细胞DNA的完整性受到不同因素的影响,可分为内源性及外源性因素,这些因素均可引起不同程度的DNA损伤。其中,DNA双链断裂是最严重的一种DNA损伤,若未能进行及时的修复,则会引起一系列的损伤反应。严重的DNA双链断裂甚至可以造成细胞凋亡、肿瘤的发生等严重后果。因此,快速并准确地检测细胞DNA双链断裂程度能帮助评估DNA的完整性、内外环境的遗传毒性效应、临床诊断和放化疗监测。DNA双链断裂检测技术近年来发展迅速,目前可基于物理或化学方法、免疫荧光法和高通量测序技术检测DNA双链断裂程度。对这些检测方法的最新研究进展、应用以及其优缺点进行介绍,旨在为后续DNA双链断裂程度检测的研究和临床提供参考。

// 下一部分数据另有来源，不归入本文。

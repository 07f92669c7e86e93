//! The dynamic value type shared by the evaluator and the bytecode backend.
//!
//! A [`Value`] pairs a [`Repr`] payload with the `protected`/`constant` bits
//! the language attaches to every slot. Containers (`Array`, `Map`, `Str`)
//! are reference-counted handles; copy-assignment deep-copies them
//! explicitly via [`Value::deep_copy`] rather than through `Clone`, which
//! stays a cheap reference bump (shallow copy otherwise).

use std::cell::RefCell;
use std::collections::hash_map::DefaultHasher;
use std::fmt;
use std::hash::{Hash, Hasher};
use std::rc::Rc;

use crate::domain::Domain;

pub type Shared<T> = Rc<RefCell<T>>;

fn shared<T>(v: T) -> Shared<T> {
    Rc::new(RefCell::new(v))
}

/// A map keyed by `Value`. Keys compare and hash on a canonical bit-stable
/// form so the underlying `ahash` map never panics on NaN; the *language's*
/// `==` operator has its own IEEE-754-faithful semantics (`value_equal`) and
/// is not used for map-key identity.
#[derive(Debug, Clone, Default)]
pub struct ValueMap {
    entries: ahash::AHashMap<ValueKey, (Value, Value)>,
}

impl ValueMap {
    pub fn new() -> Self {
        Self::default()
    }

    pub fn len(&self) -> usize {
        self.entries.len()
    }

    pub fn is_empty(&self) -> bool {
        self.entries.is_empty()
    }

    pub fn get(&self, key: &Value) -> Option<&Value> {
        self.entries.get(&ValueKey(key.clone())).map(|(_, v)| v)
    }

    pub fn contains_key(&self, key: &Value) -> bool {
        self.entries.contains_key(&ValueKey(key.clone()))
    }

    /// Inserts or overwrites `key -> value`, keeping the original key Value.
    pub fn insert(&mut self, key: Value, value: Value) {
        self.entries
            .entry(ValueKey(key.clone()))
            .and_modify(|(_, v)| *v = value.clone())
            .or_insert((key, value));
    }

    pub fn iter(&self) -> impl Iterator<Item = (&Value, &Value)> {
        self.entries.values().map(|(k, v)| (k, v))
    }
}

#[derive(Debug, Clone)]
struct ValueKey(Value);

impl PartialEq for ValueKey {
    fn eq(&self, other: &Self) -> bool {
        self.0.canonical_bits().eq(&other.0.canonical_bits())
    }
}
impl Eq for ValueKey {}

impl Hash for ValueKey {
    fn hash<H: Hasher>(&self, state: &mut H) {
        self.0.canonical_bits().hash(state);
    }
}

/// A first-class callable: either a user-defined function or a native one.
#[derive(Clone)]
pub enum CallableBody {
    /// Interpreted function: formal argument names, body statements, and the
    /// captured context domain (enables recursion and closure).
    Function { args: Rc<Vec<String>>, body: Rc<Vec<crate::ast::Stmt>>, context: Domain },
    /// A compiled bytecode closure, referenced by the name it was pinned
    /// under in the shared global registry.
    Bytecode { registry_name: Rc<str> },
    /// A host function exposed through the extension protocol. Evaluator
    /// state is all behind `RefCell`, so natives take a shared reference
    /// like every other dispatch path.
    Native(Rc<dyn Fn(&crate::eval::Evaluator, Vec<Value>) -> Result<Value, crate::error::CsError>>),
}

关键词: DNA双链断裂分析彗星试验γ-H2AX高通量测序    
Abstract:

Different factors affect DNA integrity, which can be divided into endogenous and exogenous factors, these factors can cause different degrees of DNA damage. Among them, DNA double-strand break is the most serious kind of DNA damage, which is characterized by two DNA strands being cut off. If it is not repaired in time, it will cause a series of damage reactions. Serious DNA double strand break can even cause severe consequences such as cell apoptosis and tumor. Therefore, rapid and accurate detection of the degree of DNA double-strand break in cells is helpful to assess DNA integrity, the effects of genetic toxicity in and out of the environment, clinical diagnosis and chemoradiotherapy monitoring. DNA double-strand break detection technology has developed rapidly in recent years. According to the principle, it can be roughly divided into physical or chemical methods, immunofluorescence method and high-throughput sequencing method. These methods detect the physical and chemical characteristics of the products after DNA double-strand break or specific molecular markers, so as to evaluate the degree of DNA double-strand break. The latest research progress, application and advantages and disadvantages of these methods were introduced in order to provide guidance for the future research and clinic of DNA double-strand break detection.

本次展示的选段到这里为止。